*Work instruction:* Find and copy each line of the data that includes "filter".

━━ Given entries

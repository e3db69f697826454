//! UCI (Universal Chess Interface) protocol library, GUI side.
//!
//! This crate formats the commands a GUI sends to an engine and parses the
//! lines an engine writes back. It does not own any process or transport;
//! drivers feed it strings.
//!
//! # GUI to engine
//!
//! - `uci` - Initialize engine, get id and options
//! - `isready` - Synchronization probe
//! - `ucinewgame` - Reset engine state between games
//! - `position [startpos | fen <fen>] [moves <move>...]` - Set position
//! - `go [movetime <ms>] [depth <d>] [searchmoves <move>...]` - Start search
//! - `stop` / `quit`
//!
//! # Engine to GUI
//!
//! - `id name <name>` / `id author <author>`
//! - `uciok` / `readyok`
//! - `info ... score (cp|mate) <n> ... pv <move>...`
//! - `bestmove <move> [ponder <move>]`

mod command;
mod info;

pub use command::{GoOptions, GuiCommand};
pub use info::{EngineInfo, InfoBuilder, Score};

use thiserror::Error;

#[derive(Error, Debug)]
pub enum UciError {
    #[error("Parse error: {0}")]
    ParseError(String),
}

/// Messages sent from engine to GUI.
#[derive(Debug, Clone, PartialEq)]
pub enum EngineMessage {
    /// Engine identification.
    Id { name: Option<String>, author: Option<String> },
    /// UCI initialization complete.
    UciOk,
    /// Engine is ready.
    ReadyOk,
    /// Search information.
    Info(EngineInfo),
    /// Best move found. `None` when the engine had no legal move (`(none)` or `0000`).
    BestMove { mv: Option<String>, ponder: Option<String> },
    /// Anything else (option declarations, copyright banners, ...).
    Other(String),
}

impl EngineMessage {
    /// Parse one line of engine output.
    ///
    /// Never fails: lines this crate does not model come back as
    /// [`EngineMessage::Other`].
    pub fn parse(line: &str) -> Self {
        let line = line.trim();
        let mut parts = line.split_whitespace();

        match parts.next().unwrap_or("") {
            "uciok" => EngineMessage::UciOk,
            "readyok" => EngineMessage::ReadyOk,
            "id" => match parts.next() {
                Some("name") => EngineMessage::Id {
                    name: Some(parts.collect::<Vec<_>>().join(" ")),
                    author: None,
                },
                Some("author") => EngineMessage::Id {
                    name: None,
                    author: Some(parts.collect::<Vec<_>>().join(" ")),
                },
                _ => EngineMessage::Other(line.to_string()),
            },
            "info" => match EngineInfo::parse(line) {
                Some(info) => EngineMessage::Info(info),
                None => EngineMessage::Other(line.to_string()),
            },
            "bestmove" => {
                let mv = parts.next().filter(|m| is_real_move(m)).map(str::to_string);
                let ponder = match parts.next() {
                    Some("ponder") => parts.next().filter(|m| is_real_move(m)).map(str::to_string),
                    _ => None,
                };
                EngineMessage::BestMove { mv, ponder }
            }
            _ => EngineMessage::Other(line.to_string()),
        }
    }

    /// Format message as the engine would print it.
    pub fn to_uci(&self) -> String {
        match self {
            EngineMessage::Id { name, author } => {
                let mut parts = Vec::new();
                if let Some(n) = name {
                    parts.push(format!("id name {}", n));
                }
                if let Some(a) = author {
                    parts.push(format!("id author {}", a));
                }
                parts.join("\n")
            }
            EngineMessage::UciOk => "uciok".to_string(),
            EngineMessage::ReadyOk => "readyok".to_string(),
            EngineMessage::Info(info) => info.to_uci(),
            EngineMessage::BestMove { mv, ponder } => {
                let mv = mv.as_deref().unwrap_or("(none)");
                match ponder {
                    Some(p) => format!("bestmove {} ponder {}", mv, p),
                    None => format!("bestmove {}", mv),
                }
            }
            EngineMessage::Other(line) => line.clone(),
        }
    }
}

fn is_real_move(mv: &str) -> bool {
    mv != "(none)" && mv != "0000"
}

━━━━

*Written solution:*
                let mv = parts.next().filter(|m| is_real_move(m)).map(str::to_string);
                    Some("ponder") => parts.next().filter(|m| is_real_move(m)).map(str::to_string),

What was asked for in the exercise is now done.